* [Instructions to follow] Each line that includes "decimal" must be copied from the records.

* [Task input]
------------------------------------------------------------------------
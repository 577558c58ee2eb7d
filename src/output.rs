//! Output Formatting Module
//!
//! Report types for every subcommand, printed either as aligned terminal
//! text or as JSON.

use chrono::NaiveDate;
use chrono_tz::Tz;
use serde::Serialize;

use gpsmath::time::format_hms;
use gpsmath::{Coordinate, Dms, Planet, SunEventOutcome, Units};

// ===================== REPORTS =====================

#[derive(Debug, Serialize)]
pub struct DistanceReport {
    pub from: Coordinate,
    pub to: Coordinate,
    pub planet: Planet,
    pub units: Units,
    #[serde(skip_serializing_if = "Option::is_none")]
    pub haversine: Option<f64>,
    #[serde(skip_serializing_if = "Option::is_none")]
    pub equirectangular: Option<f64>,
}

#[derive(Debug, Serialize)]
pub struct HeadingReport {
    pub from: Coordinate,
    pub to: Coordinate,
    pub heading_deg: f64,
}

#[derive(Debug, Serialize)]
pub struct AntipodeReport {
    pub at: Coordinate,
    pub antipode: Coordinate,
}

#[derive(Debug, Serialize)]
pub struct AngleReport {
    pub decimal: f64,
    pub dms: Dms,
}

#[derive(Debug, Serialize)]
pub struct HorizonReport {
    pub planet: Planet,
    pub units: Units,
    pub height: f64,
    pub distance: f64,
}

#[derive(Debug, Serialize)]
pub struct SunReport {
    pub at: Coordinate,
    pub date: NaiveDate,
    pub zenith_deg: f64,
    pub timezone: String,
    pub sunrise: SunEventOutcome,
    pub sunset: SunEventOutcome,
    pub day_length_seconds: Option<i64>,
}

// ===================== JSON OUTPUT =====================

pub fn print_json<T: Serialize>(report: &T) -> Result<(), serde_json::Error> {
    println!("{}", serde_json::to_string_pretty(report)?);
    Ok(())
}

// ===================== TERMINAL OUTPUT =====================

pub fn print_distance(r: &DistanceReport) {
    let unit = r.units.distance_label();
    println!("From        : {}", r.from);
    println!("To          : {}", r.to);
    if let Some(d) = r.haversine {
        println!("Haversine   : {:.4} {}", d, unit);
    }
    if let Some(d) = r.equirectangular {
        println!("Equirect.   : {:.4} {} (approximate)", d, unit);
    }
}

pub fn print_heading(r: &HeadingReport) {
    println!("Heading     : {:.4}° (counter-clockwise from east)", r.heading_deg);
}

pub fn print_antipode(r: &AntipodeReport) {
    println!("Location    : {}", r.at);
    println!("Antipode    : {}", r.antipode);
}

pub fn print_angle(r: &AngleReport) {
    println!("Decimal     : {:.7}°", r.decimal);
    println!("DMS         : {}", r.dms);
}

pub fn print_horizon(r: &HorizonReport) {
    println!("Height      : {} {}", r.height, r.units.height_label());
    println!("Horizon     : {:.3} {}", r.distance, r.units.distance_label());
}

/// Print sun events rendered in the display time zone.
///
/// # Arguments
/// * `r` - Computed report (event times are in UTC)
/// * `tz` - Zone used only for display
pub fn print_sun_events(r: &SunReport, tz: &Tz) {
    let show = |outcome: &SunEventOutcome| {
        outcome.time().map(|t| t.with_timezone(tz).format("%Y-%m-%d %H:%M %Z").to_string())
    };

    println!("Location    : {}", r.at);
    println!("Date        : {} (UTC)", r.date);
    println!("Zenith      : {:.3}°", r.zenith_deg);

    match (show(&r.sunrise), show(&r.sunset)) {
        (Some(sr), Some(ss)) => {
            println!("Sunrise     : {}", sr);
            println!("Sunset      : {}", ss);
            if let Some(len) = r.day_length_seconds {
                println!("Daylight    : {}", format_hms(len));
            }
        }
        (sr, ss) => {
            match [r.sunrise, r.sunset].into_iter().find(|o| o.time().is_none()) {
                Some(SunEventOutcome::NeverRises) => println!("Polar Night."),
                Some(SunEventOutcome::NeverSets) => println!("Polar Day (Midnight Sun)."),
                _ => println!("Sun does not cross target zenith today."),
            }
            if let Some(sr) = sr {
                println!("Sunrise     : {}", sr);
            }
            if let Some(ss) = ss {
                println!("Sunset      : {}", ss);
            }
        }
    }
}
------------------------------------------------------------------------
* [Solution]
    pub decimal: f64,
    println!("Decimal     : {:.7}°", r.decimal);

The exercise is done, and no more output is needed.